Our next question comes from the line of Lee Cooperman of Omega Advisors.

Lee Cooperman -- Omega Advisor -- Analyst

Thank you. I would like to focus, if we could, on the rationale and your thought process behind the stock repurchase program. Several years ago, I remember I asked you the same question on a conference call and you were very forthright in your response. And I think at that time, we had stopped buying back stock in the 20s and you said very forcefully we're buying it back because we think it's very undervalued. We think the business is worth in the low 30s.

I think in the last decade or so, we have bought back almost half the stock, average price under $15. The average analyst expectation is $15.22, the highest is $22. Obviously, if 3 years ago you thought your business was worth in the 30s and you bought back a bunch of stock at materially lower price that would accrete to the value, those prices seem to be unrealistic relative to what the market is suggesting. I'm just curious if you could discuss the rationale behind the program, what values you think you're buying when retiring stock, et cetera? And I'm not being critical, I just really want to learn.

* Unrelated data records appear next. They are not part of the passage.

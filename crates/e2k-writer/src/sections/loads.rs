// This Source Code Form is subject to the terms of the Mozilla Public
// License, v. 2.0. If a copy of the MPL was not distributed with this
// file, You can obtain one at https://mozilla.org/MPL/2.0/.

//! Load patterns, surface load sets, load cases and combinations

use crate::context::ExportContext;
use crate::format::Statement;
use e2k_model::{LoadType, ReferenceKind, Result, SectionKind};

const LINEAR_STATIC: &str = "Linear Static";

/// Patterns with their self-weight multiplier
///
/// Only the first dead pattern carries self weight.
pub fn write_load_patterns(ctx: &mut ExportContext<'_>) -> Result<()> {
    let model = ctx.model;
    ctx.begin_section(SectionKind::LoadPatterns)?;
    let mut self_weight_taken = false;
    for load in &model.loads.load_definitions {
        let self_weight = if load.load_type == LoadType::Dead && !self_weight_taken {
            self_weight_taken = true;
            1.0
        } else {
            0.0
        };
        ctx.statement(
            &Statement::new("LOADPATTERN")
                .quoted(&load.name)
                .key_quoted("TYPE", load.load_type.as_e2k())
                .key_number("SELFWEIGHT", self_weight),
        )?;
    }
    Ok(())
}

/// One line per filled slot of each surface load, dead before live
pub fn write_load_sets(ctx: &mut ExportContext<'_>) -> Result<()> {
    let model = ctx.model;
    let definitions = &model.loads.load_definitions;
    ctx.begin_section(SectionKind::ShellUniformLoadSets)?;
    for surface in &model.loads.surface_loads {
        let context = format!("surface load {}", surface.name);
        let slots = [
            (&surface.dead_load_id, surface.dead_value),
            (&surface.live_load_id, surface.live_value),
        ];
        for (load_id, value) in slots {
            let Some(load_id) = load_id else {
                continue;
            };
            let pattern = ctx.name_of(definitions, load_id, ReferenceKind::LoadDefinition, &context);
            ctx.statement(
                &Statement::new("SHELLUNIFORMLOADSET")
                    .quoted(&surface.name)
                    .key_quoted("LOADPAT", &pattern)
                    .key_number("VALUE", value),
            )?;
        }
    }
    Ok(())
}

/// A linear static case per load pattern, named after it
pub fn write_load_cases(ctx: &mut ExportContext<'_>) -> Result<()> {
    let model = ctx.model;
    ctx.begin_section(SectionKind::LoadCases)?;
    for load in &model.loads.load_definitions {
        ctx.statement(
            &Statement::new("LOADCASE")
                .quoted(&load.name)
                .key_quoted("TYPE", LINEAR_STATIC),
        )?;
        ctx.statement(
            &Statement::new("LOADCASE")
                .quoted(&load.name)
                .key_quoted("LOADPAT", &load.name)
                .key_number("SF", 1.0),
        )?;
    }
    Ok(())
}

pub fn write_combinations(ctx: &mut ExportContext<'_>) -> Result<()> {
    let model = ctx.model;
    let definitions = &model.loads.load_definitions;
    ctx.begin_section(SectionKind::LoadCombinations)?;
    for combination in &model.loads.load_combinations {
        let context = format!("combination {}", combination.name);
        ctx.statement(
            &Statement::new("COMBO")
                .quoted(&combination.name)
                .key_quoted("TYPE", combination.combination_type.as_e2k()),
        )?;
        for factor in &combination.factors {
            let case = ctx.name_of(
                definitions,
                &factor.load_id,
                ReferenceKind::LoadDefinition,
                &context,
            );
            ctx.statement(
                &Statement::new("COMBO")
                    .quoted(&combination.name)
                    .key_quoted("LOADCASE", &case)
                    .key_number("SF", factor.scale),
            )?;
        }
    }
    Ok(())
}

John F. Remondi -- President and Chief Executive Officer

Sure. Thanks, Lee. So our share repurchase program has really been designed to return the capital that had previously been invested in our FFELP and private student loan portfolios back to investors as it is as those loans pay off and then earnings accrete from that. We have been returning it through dividends and share repurchases. We do believe, and still believe today, that our stock price trades below the intrinsic value of the company.

And that is a reflection of what we would say is the discounted cash flows associated with the portfolio, plus the components of the company that are ongoing businesses. And so that number has changed. The stock price obviously has reflected different expectations here. I think today's stock price is very much -- some of our regulatory issues and the lawsuits weigh heavily on that, but we see today the ability to buy back stock at today's prices as a significant value creator for our investors, for buying it back less than the intrinsic value that we see.

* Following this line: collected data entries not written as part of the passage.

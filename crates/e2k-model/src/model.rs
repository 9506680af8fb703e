// This Source Code Form is subject to the terms of the Mozilla Public
// License, v. 2.0. If a copy of the MPL was not distributed with this
// file, You can obtain one at https://mozilla.org/MPL/2.0/.

//! The canonical structural model

use crate::{
    BoundingBox2D, ElementContainer, LoadContainer, ModelLayoutContainer, PropertiesContainer,
};
use serde::{Deserialize, Serialize};

/// Unit system of the model
#[derive(Clone, Debug, PartialEq, Eq, Serialize, Deserialize)]
pub struct Units {
    pub force: String,
    pub length: String,
    pub temperature: String,
}

impl Default for Units {
    fn default() -> Self {
        Self {
            force: "KIP".to_string(),
            length: "IN".to_string(),
            temperature: "F".to_string(),
        }
    }
}

/// File-level information
#[derive(Clone, Debug, PartialEq, Serialize, Deserialize)]
pub struct ModelMetadata {
    /// Producing program name
    pub program: String,
    /// Producing program version
    pub version: String,
    pub title: Option<String>,
    pub units: Units,
}

impl Default for ModelMetadata {
    fn default() -> Self {
        Self {
            program: "ETABS".to_string(),
            version: "9.7.4".to_string(),
            title: None,
            units: Units::default(),
        }
    }
}

/// Complete building model exchanged with host adapters
#[derive(Clone, Debug, Default, PartialEq, Serialize, Deserialize)]
pub struct StructuralModel {
    pub metadata: ModelMetadata,
    pub layout: ModelLayoutContainer,
    pub properties: PropertiesContainer,
    pub elements: ElementContainer,
    pub loads: LoadContainer,
}

impl StructuralModel {
    pub fn new() -> Self {
        Self::default()
    }

    /// Plan extents of all element geometry
    pub fn plan_bounds(&self) -> Option<BoundingBox2D> {
        BoundingBox2D::from_points(self.elements.plan_points())
    }
}
// This Source Code Form is subject to the terms of the Mozilla Public
// License, v. 2.0. If a copy of the MPL was not distributed with this
// file, You can obtain one at https://mozilla.org/MPL/2.0/.

//! Point coordinates and line/area connectivity records
//!
//! Connectivity records only carry geometry; elements are created from
//! their assignment rows.

use crate::context::{ImportContext, ParsedLine};
use crate::grammar::Record;
use e2k_model::Result;

pub fn import_points(ctx: &mut ImportContext<'_>, lines: &[ParsedLine<'_>]) -> Result<()> {
    for line in lines {
        let Record::Point(point) = &line.record else {
            continue;
        };
        if !ctx.points.insert(&point.id, point.location) {
            ctx.malformed(line, format!("point '{}' declared twice", point.id));
        }
    }
    Ok(())
}

pub fn import_lines(ctx: &mut ImportContext<'_>, lines: &[ParsedLine<'_>]) -> Result<()> {
    for line in lines {
        let Record::Line(record) = &line.record else {
            continue;
        };
        if ctx.lines.contains_key(&record.id) {
            ctx.malformed(line, format!("line '{}' declared twice", record.id));
            continue;
        }
        ctx.lines.insert(record.id.clone(), record.clone());
    }
    Ok(())
}

pub fn import_areas(ctx: &mut ImportContext<'_>, lines: &[ParsedLine<'_>]) -> Result<()> {
    for line in lines {
        let Record::Area(record) = &line.record else {
            continue;
        };
        if ctx.areas.contains_key(&record.id) {
            ctx.malformed(line, format!("area '{}' declared twice", record.id));
            continue;
        }
        ctx.areas.insert(record.id.clone(), record.clone());
    }
    Ok(())
}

Lee Cooperman -- Omega Advisor -- Analyst

Do you think you're buying a dollar bill for $0.50? Was that too extreme?

John F. Remondi -- President and Chief Executive Officer

Well, I think at this stage, we are certainly buying it back for less than $1 and significantly less than $1. I think the range of people's expectations has been in the -- has a wide range. As you point out, we would say that the stock -- the intrinsic value of the company is in the 20s.

Lee Cooperman -- Omega Advisor -- Analyst

Thank you very much. Good luck. Thank you.

John F. Remondi -- President and Chief Executive Officer

Thank you.

Operator

Our next question comes from the line of Scott Valentin of Compass Point.

Scott Valentin -- Compass Point -- Analyst

Good morning Ron. Thanks for taking my question. Jack or Chris, I think when you refer to as -- asked about the guidance increase, it was a number of factors. On the interest rate side and the margin, I guess, they go together, but just wondering given the competitive environment, I assume it's still very competitive, is there something that's changing your outlook for interest rates either short term or long term that kind of have increased your confidence in the margin going forward?

Christian M. Lown -- Chief Financial Officer and Executive Vice President

Yes, so I think, as Jack mentioned, one of the benefits of this price increase -- or the guidance increase is that it was very broad-based. It is across our entire business, which gives us a lot of confidence, but there are a couple of other things taken into account too. Obviously, the N repurchase gain is in that guidance as well, that's $0.05. You all have to remember also, I mean, there has been a dramatic shift in where people thought interest rates were going and what the curve would look like. Take yourself back to October, November and there was the Fed was still talking about tightening meaningfully.

There were estimates of 2 rate increases in 2019. The curve is now flat and inverted and so we're just in a significantly different environment than where we were to our benefit. And so that inevitably is helpful. The other thing that's happened toward the end of the year and into 2019 is amortization slowed. So our portfolio size was a little bigger than expectations, which obviously accrues to our benefit. So there are a number of points which is a positive because it wasn't one single thing and it's very broad-based and what gives us a lot of comfort around raising our guidance for 2019.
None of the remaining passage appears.